We left the ship, flew to Miami and then delivered the specimens to Kappa Labs.

For five days the microbiologists examined our samples and analyzed them.

The results were both good and bad news. While most of what I touched was clean, not everything was.

Kerry Sanders: What you found in the bathroom after I touched the toilet seat and you tested my hand — did you discover that there was something that gave you concern?

Peter Kmeick: I would say the bathroom did give us some concern. We saw the presence of coliform bacteria, which is an indicator that there may be other things present as well.

Sanders: And are those the types of things that could make me ill?

Kmeick: There's a possibility. Yes.

The most disturbing results came from the hot tub, which showed what Kmeick says is an unacceptably high presence of coliform and E coli bacteria. If the bacteria gets into an open sore or is swallowed, as could happen bobbing around in a hot tub, E coli can make you ill.

Sanders: Does it bother you, as a scientist, to see how high those numbers are?

Kmeick: Those numbers need to be looked at and action needs to be taken.

Sanders: And we would have an expectation that these areas would be clean?

Kmeick: Our expectation would be, yes, that these areas would be free of E coli.

Sanders: If you knew what you know now, would you have gotten in that hot tub?

Kmeick: No.

“The cruise ships are held to the highest standard of any public facilities in the world,” said Michael Crye, president of the International Council of Cruise Lines. “If indeed there was bacteria in the one sample that you took, I'm quite certain that it would have been rectified in the next hourly inspection, in the next test, or certainly at the end of the day when the water was flushed out and the unit was disinfected.”

Sanders: When you look at the final results of these tests, what do you take away?

Kmeick: These are public areas. And these are areas that, if there are a lot of people, we take note to maintain ourselves.

Sanders: It sounds like something that my mom told me: "Wash your hands."

Kmeick: It's back to mom. It's back to mom.

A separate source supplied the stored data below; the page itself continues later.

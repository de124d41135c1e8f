use std::path::{Path, PathBuf};

pub const ADB_PROGRAM: &str = "adb";

/// Looks `adb` up on the host search path.
pub fn locate_adb() -> Option<PathBuf> {
    locate_program(ADB_PROGRAM)
}

pub fn locate_program(name: &str) -> Option<PathBuf> {
    which::which(name).ok()
}

/// Short name for log lines; falls back to the full path.
pub fn display_name(path: &Path) -> String {
    path.file_name()
        .map(|name| name.to_string_lossy().to_string())
        .unwrap_or_else(|| path.to_string_lossy().to_string())
}
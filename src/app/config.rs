use std::path::{Path, PathBuf};

use crate::app::error::AppError;

pub const BUNDLETOOL_JAR: &str = "bundletool-all-1.13.2.jar";
pub const KEYSTORE_FILE: &str = "key";
pub const KEY_ALIAS: &str = "key";
pub const STORE_PASS: &str = "00000000";
pub const KEY_PASS: &str = "00000000";
pub const JAVA_PROGRAM: &str = "java";
pub const DEVICE_HOST: &str = "127.0.0.1";
pub const DEFAULT_ADB_PORT: &str = "5555";

#[derive(Debug, Clone, PartialEq, Eq)]
pub struct SigningConfig {
    pub keystore: PathBuf,
    pub key_alias: String,
    pub store_pass: String,
    pub key_pass: String,
}

/// Locations of the external tools, resolved once at startup.
///
/// Everything the packaging tool needs lives next to the executable, so a
/// launch from an unrelated working directory still finds the jar and keystore.
#[derive(Debug, Clone, PartialEq, Eq)]
pub struct ToolConfig {
    pub install_dir: PathBuf,
    pub launcher_program: String,
    pub launcher_args: Vec<String>,
    pub bundletool_jar: PathBuf,
    pub signing: SigningConfig,
    pub default_port: String,
}

impl ToolConfig {
    pub fn resolve(trace_id: &str) -> Result<Self, AppError> {
        Ok(Self::with_install_dir(install_dir(trace_id)?))
    }

    pub fn with_install_dir(install_dir: impl Into<PathBuf>) -> Self {
        let install_dir = install_dir.into();
        let bundletool_jar = install_dir.join(BUNDLETOOL_JAR);
        Self {
            launcher_program: JAVA_PROGRAM.to_string(),
            launcher_args: vec![
                "-jar".to_string(),
                bundletool_jar.to_string_lossy().to_string(),
            ],
            bundletool_jar,
            signing: SigningConfig {
                keystore: install_dir.join(KEYSTORE_FILE),
                key_alias: KEY_ALIAS.to_string(),
                store_pass: STORE_PASS.to_string(),
                key_pass: KEY_PASS.to_string(),
            },
            default_port: DEFAULT_ADB_PORT.to_string(),
            install_dir,
        }
    }

    /// Replaces `java -jar <jar>` with another launcher, keeping the jar check in place.
    pub fn with_launcher(mut self, program: impl Into<String>, args: Vec<String>) -> Self {
        self.launcher_program = program.into();
        self.launcher_args = args;
        self
    }

    /// Working directory for packaging tool runs; `None` when resolved relative to nothing.
    pub fn working_dir(&self) -> Option<&Path> {
        if self.install_dir.as_os_str().is_empty() {
            None
        } else {
            Some(self.install_dir.as_path())
        }
    }

    pub fn missing_for_conversion(&self, signing: bool) -> Vec<PathBuf> {
        let mut required = vec![self.bundletool_jar.clone()];
        if signing {
            required.push(self.signing.keystore.clone());
        }
        required.into_iter().filter(|path| !path.is_file()).collect()
    }
}

pub fn install_dir(trace_id: &str) -> Result<PathBuf, AppError> {
    let exe = std::env::current_exe()
        .map_err(|err| AppError::system(format!("Failed to locate executable: {err}"), trace_id))?;
    let exe = exe.canonicalize().unwrap_or(exe);
    let dir = exe
        .parent()
        .map(Path::to_path_buf)
        .ok_or_else(|| AppError::system("Executable has no parent directory", trace_id))?;
    utf8_dir(dir, trace_id)
}

/// Tool paths are passed to the launcher as text, so the directory must be UTF-8.
fn utf8_dir(dir: PathBuf, trace_id: &str) -> Result<PathBuf, AppError> {
    if dir.to_str().is_none() {
        return Err(AppError::system(
            format!("Install directory is not valid UTF-8: {}", dir.display()),
            trace_id,
        ));
    }
    Ok(dir)
}

pub fn device_id(port: &str) -> String {
    format!("{DEVICE_HOST}:{}", port.trim())
}
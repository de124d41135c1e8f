fn main() {
    tauri_build::build()
}
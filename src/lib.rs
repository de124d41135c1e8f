pub mod app;

use app::commands::{
    drain_log, get_view, pick_archive, pick_bundle, reveal_last_artifact, select_archive,
    select_bundle, set_port, set_signing, start_conversion, start_installation,
};
use app::config::ToolConfig;
use app::logging::init_logging;
use app::state::AppState;
use tracing::{info, warn};

#[cfg_attr(mobile, tauri::mobile_entry_point)]
pub fn run() {
    init_logging();
    let tools = ToolConfig::resolve("startup").unwrap_or_else(|err| {
        warn!(error = %err, "falling back to the working directory for tool files");
        ToolConfig::with_install_dir(".")
    });
    info!(install_dir = %tools.install_dir.display(), "tool locations resolved");

    tauri::Builder::default()
        .plugin(tauri_plugin_dialog::init())
        .plugin(tauri_plugin_opener::init())
        .manage(AppState::new(tools))
        .invoke_handler(tauri::generate_handler![
            get_view,
            pick_bundle,
            pick_archive,
            select_bundle,
            select_archive,
            set_port,
            set_signing,
            start_conversion,
            start_installation,
            drain_log,
            reveal_last_artifact
        ])
        .run(tauri::generate_context!())
        .expect("error while running tauri application");
}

The CDC says the most common illness that occurs on cruise lines is a Norwalk-like virus, which usually involves stomach troubles and takes about three days to run its course. There are about 23 million cases a year, but only about 10 percent of those involved people in vacation settings or on cruise ships.  A virus is much harder to track than bacteria, and scientists would look for evidence of a virus only if there were an outbreak, which there wasn't on our voyage. Bottom line: In any environment, wash your hands!